If you are holding a weapon, hold it properly and, if asked to present it for examination, step forward to the judge that has requested to see the weapon, then bow and return back to the upright standing position. Extend the weapon out toward the judge to present it to him/her. The judge may or may not want to remove the weapon from you to examine it. If the judge just examines the weapon without touching it, he/she will thank you. Again, bow and step backward to the point where you were standing. If the judge removes the weapon from your hands to examine it, place your hands back at your sides until the weapon is presented back to you When the weapon is returned to you, bow and thank the judge. If your weapon is passed to other judges for examination, remain at the judge who first requested your weapon. If the weapon is not returned to the original judge, walk across to the judge holding it, bow and hold out your hands to receive the weapon back. After the weapon is back in your hands, bow and step backward to your position. Be prepared to know your weapon well, including its history, if asked. If your weapon is not a demonstrational weapon and it has a real blade, you must inform the judges before performing. Be prepared to bring a demonstrational weapon if the judges refuse to have you perform with a real weapon. For safety purposes, if the weapon while swinging it, should leave your hands, it could seriously injure another person. Once the judge or judges have finished examining your weapon, how you performed in your presentation and your answers to their questions may be included in your scoring.

Section 53. Important Information.

There are over three hundred rules of martial arts etiquette and procedures. Do not take it upon yourself to follow everything that is written here. You must follow the standards which your instructor teaches you. Please also be aware that if you are taking martial arts classes at different schools, do not display the etiquette, procedure and standards from one school if they are different from the other school.

Traditionally, as a means of respect in a formal martial arts class, when students and the instructor rise either from a sitting or kneeling position, students' heads should not be higher than the instructor's during the process of rising. Adjustment should be made if the student is taller than the instructor, this is done by adjusting the students timing.

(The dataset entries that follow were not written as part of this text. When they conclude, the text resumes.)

//! Store configuration loaded from environment variables.
//!
//! | Variable                 | Default         |
//! |--------------------------|-----------------|
//! | `CATALOG_DATA_DIR`       | `./data`        |
//! | `CATALOG_PRODUCTS_FILE`  | `products.json` |
//! | `CATALOG_CARTS_FILE`     | `carts.json`    |
//! | `CATALOG_STORAGE_FORMAT` | `json`          |
//! | `CATALOG_CHANNEL_BUFFER` | `32`            |
//!
//! A `.env` file in the working directory is read first, if present.

use record_framework::StorageFormat;
use std::path::PathBuf;
use thiserror::Error;

/// Configuration errors.
#[derive(Debug, Error)]
pub enum ConfigError {
    #[error("Invalid environment variable {0}: {1}")]
    InvalidEnvVar(String, String),
}

/// Where and how the two collections are persisted.
#[derive(Debug, Clone, PartialEq)]
pub struct StoreConfig {
    pub data_dir: PathBuf,
    pub products_file: String,
    pub carts_file: String,
    /// Applies to both files.
    pub format: StorageFormat,
    /// Capacity of each actor's request channel.
    pub channel_buffer: usize,
}

impl Default for StoreConfig {
    fn default() -> Self {
        Self {
            data_dir: PathBuf::from("./data"),
            products_file: "products.json".to_string(),
            carts_file: "carts.json".to_string(),
            format: StorageFormat::JsonArray,
            channel_buffer: 32,
        }
    }
}

impl StoreConfig {
    /// Load configuration from the process environment.
    pub fn from_env() -> Result<Self, ConfigError> {
        // Load .env file if present (ignore errors if not found)
        let _ = dotenvy::dotenv();
        Self::from_lookup(|key| std::env::var(key).ok())
    }

    /// Load configuration from any key/value source.
    pub fn from_lookup(lookup: impl Fn(&str) -> Option<String>) -> Result<Self, ConfigError> {
        let get_env_or_default =
            |key: &str, default: &str| lookup(key).unwrap_or_else(|| default.to_string());

        let format = get_env_or_default("CATALOG_STORAGE_FORMAT", "json")
            .parse::<StorageFormat>()
            .map_err(|e| ConfigError::InvalidEnvVar("CATALOG_STORAGE_FORMAT".to_string(), e.to_string()))?;
        let channel_buffer = get_env_or_default("CATALOG_CHANNEL_BUFFER", "32")
            .parse::<usize>()
            .map_err(|e| ConfigError::InvalidEnvVar("CATALOG_CHANNEL_BUFFER".to_string(), e.to_string()))?;
        if channel_buffer == 0 {
            return Err(ConfigError::InvalidEnvVar(
                "CATALOG_CHANNEL_BUFFER".to_string(),
                "must be greater than zero".to_string(),
            ));
        }

        Ok(Self {
            data_dir: PathBuf::from(get_env_or_default("CATALOG_DATA_DIR", "./data")),
            products_file: get_env_or_default("CATALOG_PRODUCTS_FILE", "products.json"),
            carts_file: get_env_or_default("CATALOG_CARTS_FILE", "carts.json"),
            format,
            channel_buffer,
        })
    }

    pub fn products_path(&self) -> PathBuf {
        self.data_dir.join(&self.products_file)
    }

    pub fn carts_path(&self) -> PathBuf {
        self.data_dir.join(&self.carts_file)
    }
}

#[cfg(test)]
mod tests {
    use super::*;
    use std::collections::HashMap;

    fn lookup(vars: &[(&str, &str)]) -> impl Fn(&str) -> Option<String> {
        let vars: HashMap<String, String> = vars
            .iter()
            .map(|(k, v)| (k.to_string(), v.to_string()))
            .collect();
        move |key| vars.get(key).cloned()
    }

    #[test]
    fn test_defaults_when_unset() {
        let config = StoreConfig::from_lookup(lookup(&[])).unwrap();
        assert_eq!(config, StoreConfig::default());
        assert_eq!(config.products_path(), PathBuf::from("./data/products.json"));
    }

    #[test]
    fn test_overrides() {
        let config = StoreConfig::from_lookup(lookup(&[
            ("CATALOG_DATA_DIR", "/srv/shop"),
            ("CATALOG_CARTS_FILE", "carts.jsonl"),
            ("CATALOG_STORAGE_FORMAT", "jsonl"),
            ("CATALOG_CHANNEL_BUFFER", "8"),
        ]))
        .unwrap();
        assert_eq!(config.carts_path(), PathBuf::from("/srv/shop/carts.jsonl"));
        assert_eq!(config.format, StorageFormat::JsonLines);
        assert_eq!(config.channel_buffer, 8);
    }

    #[test]
    fn test_invalid_values_rejected() {
        let err = StoreConfig::from_lookup(lookup(&[("CATALOG_STORAGE_FORMAT", "xml")])).unwrap_err();
        assert!(matches!(err, ConfigError::InvalidEnvVar(ref key, _) if key == "CATALOG_STORAGE_FORMAT"));

        assert!(StoreConfig::from_lookup(lookup(&[("CATALOG_CHANNEL_BUFFER", "0")])).is_err());
        assert!(StoreConfig::from_lookup(lookup(&[("CATALOG_CHANNEL_BUFFER", "lots")])).is_err());
    }
}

In a martial arts class, providing it is permissible by the instructor, proper etiquette should be used for the more senior belts (of color and black belts) to correct or assist the newer students and/or students below their grade or rank, providing it don't interrupt the class in session or override the instructor 's previous instructions to a student. The term grade is used to describe color belts, the term rank is used to describe black belts.

Students in a martial arts school should not disturb or enter the instructor's office when his/her door is closed and the instructor is inside. Instead, students should approach and speak with the most senior student or the assistant instructor regarding any questions or information. If the instructor's office door is open and the instructor is inside, it is permissible to knock first, address the instructor by his/her correct title and name, and request permission to speak with him/her. The exception (of course) is if there is an emergency or a matter of utmost importance. Waiting for the right moment to approach the instructor when he/she is not busy would be the better choice.

When bowing in the standing or kneeling position, it is not proper to expose the knap (back) of the neck. When at the lowest point of the bow, keep the head and neck in line with the spine. Don't tuck the chin down.

When entering or leaving the school's dressing room or area, it is not proper to be partially dressed or in the process of dressing or undressing. In fact, traditionally, it would be considered extremely rude to be partially dressed, including not wearing the belt correctly.